Memmen: Die Investition in die Außendienstmannschaft spiegelt für uns auch das Wachstum im Markt wider, um dem Servicegedanken bei den Großhändlern gerecht zu werden. Nur ein Beispiel aus Österreich: Wir hatten bislang in Wels traditionell drei Außendienstler. Mit Den Braven gab es in Wöllersdorf in der Nähe von Wien drei weitere Mitarbeiter. Wir werden die Niederlassung in Wels schließen und alle sechs Stellen erhalten - das merken wir natürlich deutlich im Markt.

FT: Auf den Punkt gebracht: Was macht den aktuellen Erfolg von Bostik aus?

Riepe: Es gibt zwei Schlüsselgründe für den Erfolg in unserer Branche: Das ist einmal die Servicequalität in Form von Beratung, Auskünften und Reaktionszeiten, aber auch unser Pump Truck, der Pumpeinsätze für Spachtelmassen und Schnellestriche übernimmt. Und das Zweite, was heute sicherlich entscheidet, ob man einen Auftrag erhält oder nicht, ist die Logistik und die Distribution. Das muss man beherrschen, um im Markt erfolgreich zu sein.

FT: Bostik stellt seinen Kunden seit ungefähr 13 Jahren einen Pump Truck zur Verfügung, der zum Jahresanfang 2019 ausgetauscht wurde und jetzt über komplett neue Technik verfügt. Wie ist es um die Auslastung bestellt?

Riepe: Die Auslastung des Pump Trucks 2.0 hat sich signifikant nach oben entwickelt, weil wir aber auch an die Kunden und das Außendienst-Team das Ganze noch einmal neu aufgesetzt haben. Wir haben die Leistungsfähigkeit und den Vorteil, den wir damit erreichen, neu kommuniziert. Das gilt auch für die Frage, ab wann sich der Einsatz eines Pump Trucks lohnt. Das hat die Auslastung deutlich nach oben katapultiert.

Memmen: Getrieben ist das Thema auch durch den neuen Zementfließestrich Technis ZFE 168 Rapid, den wir vor zwei Jahren eingeführt haben. Er ist jetzt aufgrund der technischen Ausstattung des neuen Pump Trucks auch pumpfähig. Auch dort verzeichnen wir einen großen Zulauf.

FT: Ab wann lohnt es sich, den Pump Truck einzusetzen?

Riepe: Ab 4 t Bedarf - und wenn die Baustelle auch entsprechend dafür ausgelegt ist. Der Verarbeiter muss gewährleisten, dass er genügend Personal auf der Baustelle hat, damit er zügig verarbeiten kann. Dann lohnt sich der Einsatz. Es geht nicht um die Quadratmetermenge, sondern es geht um das Material, das der Kunde verarbeiten muss. Der Pumptruck hat in einem beheizten System eine Schlauchlänge von 120 m, sodass die Maschine auch bei niedrigeren Temperaturen fördern kann. Das Interessante ist auch, dass unser Pumptruck 40 m in die Höhe pumpen kann. Es ist mit einer Gesamtlänge von 10 m natürlich auch ein großes Gefährt. Man braucht immer die Möglichkeit, an das betreffende Objekt heranzufahren.

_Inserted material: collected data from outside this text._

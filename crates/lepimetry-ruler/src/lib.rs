//! Ruler scale estimation from tick periodicity.
//!
//! The ruler crop is binarized, printed numerals are blanked, a central band
//! is projected onto the horizontal axis and the dominant frequency of that
//! profile gives the tick spacing in pixels.
//!
//! ```no_run
//! use lepimetry_core::{BinaryMask, RgbImageView};
//! use lepimetry_ruler::{RulerParams, RulerScaleEstimator};
//!
//! # fn main() -> Result<(), Box<dyn std::error::Error>> {
//! let (w, h) = (400, 200);
//! let rgb = vec![255u8; w * h * 3];
//! let ruler_mask = BinaryMask::from_fn(w, h, |_, _| true);
//!
//! let estimator = RulerScaleEstimator::new(RulerParams::default());
//! let scale = estimator.estimate(&RgbImageView::new(w, h, &rgb)?, &ruler_mask)?;
//! println!("tick spacing: {:.2} px", scale.tick_spacing);
//! # Ok(())
//! # }
//! ```

mod estimator;
mod params;
mod periodicity;
mod preprocess;

pub use estimator::{RulerScale, RulerScaleEstimator};
pub use params::{Projection, RulerParams, TickConvention};
pub use periodicity::{dominant_period, Periodicity};
pub use preprocess::{binarize_ruler, remove_numerals};

use lepimetry_core::{FailureKind, MaskError};

/// Errors returned by ruler scale estimation.
#[derive(thiserror::Error, Debug, Clone, PartialEq)]
pub enum RulerError {
    #[error(transparent)]
    Mask(#[from] MaskError),
    #[error("ruler mask is empty")]
    NoRuler,
    #[error("ruler crop has a single gray level ({level}); paper and ticks cannot be told apart")]
    UniformCrop { level: u8 },
    #[error("no tick components on the ruler")]
    NoTicks,
    #[error("central ruler band has no foreground")]
    EmptyBand,
    #[error("signal of length {len} leaves no bins above the {skip} skipped ones")]
    SignalTooShort { len: usize, skip: usize },
    #[error("projected tick signal is all zero")]
    FlatSignal,
    #[error("tick signal has no spectral peak above the low-frequency cutoff")]
    NoSpectralPeak,
}

impl RulerError {
    pub fn kind(&self) -> FailureKind {
        match self {
            RulerError::Mask(_)
            | RulerError::NoRuler
            | RulerError::UniformCrop { .. }
            | RulerError::NoTicks => FailureKind::DetectionFailure,
            RulerError::EmptyBand
            | RulerError::SignalTooShort { .. }
            | RulerError::FlatSignal
            | RulerError::NoSpectralPeak => FailureKind::DegenerateSignal,
        }
    }
}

FT: Müssen Sie eigentlich bei Ihren eigenen Produktionskapazitäten nachlegen?

Memmen: Wir haben am Standort in Borgholzhausen ein 21.000 m2 großes, benachbartes Grundstück gekauft. Dort wollen wir unsere Produktionskapazitäten vorrangig für Pulverprodukte ausbauen. Das spiegelt so ein bisschen die positive Entwicklung wider, die wir in der D/A/CH-Region abbilden. Damit modernisieren wir unsere Produktion und bauen unsere Produktionskapazitäten deutlich aus.

FT: Ganz anderes Thema: Wie gehen Sie mit Building Information Modeling (BIM) um? Wie präsent ist es?

Hildner: Das Thema BIM wird von unserer Zentrale in Paris gesteuert. Wir arbeiten mit dem sehr großen Anbieter BIM Objectives zusammen. In Deutschland, England und Frankreich haben wir Produktsysteme für Parkett, LVT, textile Beläge und Fliese schon online. Ein Architekt, der mit BIM arbeitet, kann die Daten bereits herunterladen. In manchen Ländern ist BIM für den öffentlichen Bau bereits vorgeschrieben. In Deutschland rechnen wir damit, dass das Thema in drei Jahren kommen wird. Niederlande und England sind schon in den Startlöchern. Das ist also ein ganz heißes Eisen.